# ABOUT THIS EXERCISE
Run through the records and show each line that includes the string "Context".

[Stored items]
-----
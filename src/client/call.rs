//! The caller's view of one outstanding call.

use std::fmt;
use std::future::Future;
use std::marker::PhantomData;
use std::pin::Pin;
use std::task::{Context, Poll};

use serde::de::DeserializeOwned;
use tokio::sync::oneshot;

use super::pending::CallOutcome;
use crate::codec::CodecType;
use crate::error::{Result, RpcError};

/// One issued call, resolving to its decoded reply.
///
/// Returned by [`Client::go`](super::Client::go). Awaiting it waits for the
/// completion signal; the reply body is decoded into `R` at that point and a
/// decode failure becomes the call's error. Dropping a `Call` only stops
/// waiting: the response, if any, is discarded by the read loop.
#[must_use = "a Call does nothing unless awaited"]
pub struct Call<R> {
    seq: u64,
    service_method: String,
    codec: CodecType,
    done: oneshot::Receiver<CallOutcome>,
    _reply: PhantomData<fn() -> R>,
}

impl<R> Call<R> {
    pub(crate) fn new(
        seq: u64,
        service_method: impl Into<String>,
        codec: CodecType,
        done: oneshot::Receiver<CallOutcome>,
    ) -> Self {
        Self {
            seq,
            service_method: service_method.into(),
            codec,
            done,
            _reply: PhantomData,
        }
    }

    /// Sequence number, or 0 if the call was rejected before registration.
    pub fn seq(&self) -> u64 {
        self.seq
    }

    /// Target in `"Service.Method"` form.
    pub fn service_method(&self) -> &str {
        &self.service_method
    }
}

impl<R> fmt::Debug for Call<R> {
    fn fmt(&self, f: &mut fmt::Formatter<'_>) -> fmt::Result {
        f.debug_struct("Call")
            .field("seq", &self.seq)
            .field("service_method", &self.service_method)
            .finish_non_exhaustive()
    }
}

impl<R: DeserializeOwned> Future for Call<R> {
    type Output = Result<R>;

    fn poll(mut self: Pin<&mut Self>, cx: &mut Context<'_>) -> Poll<Self::Output> {
        let codec = self.codec;
        match Pin::new(&mut self.done).poll(cx) {
            Poll::Pending => Poll::Pending,
            Poll::Ready(Ok(Ok(body))) => Poll::Ready(codec.decode(&body)),
            Poll::Ready(Ok(Err(e))) => Poll::Ready(Err(e)),
            // The session went away without resolving the entry.
            Poll::Ready(Err(_)) => Poll::Ready(Err(RpcError::Shutdown)),
        }
    }
}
-----
# SOLVED PROBLEM
use std::task::{Context, Poll};
    fn poll(mut self: Pin<&mut Self>, cx: &mut Context<'_>) -> Poll<Self::Output> {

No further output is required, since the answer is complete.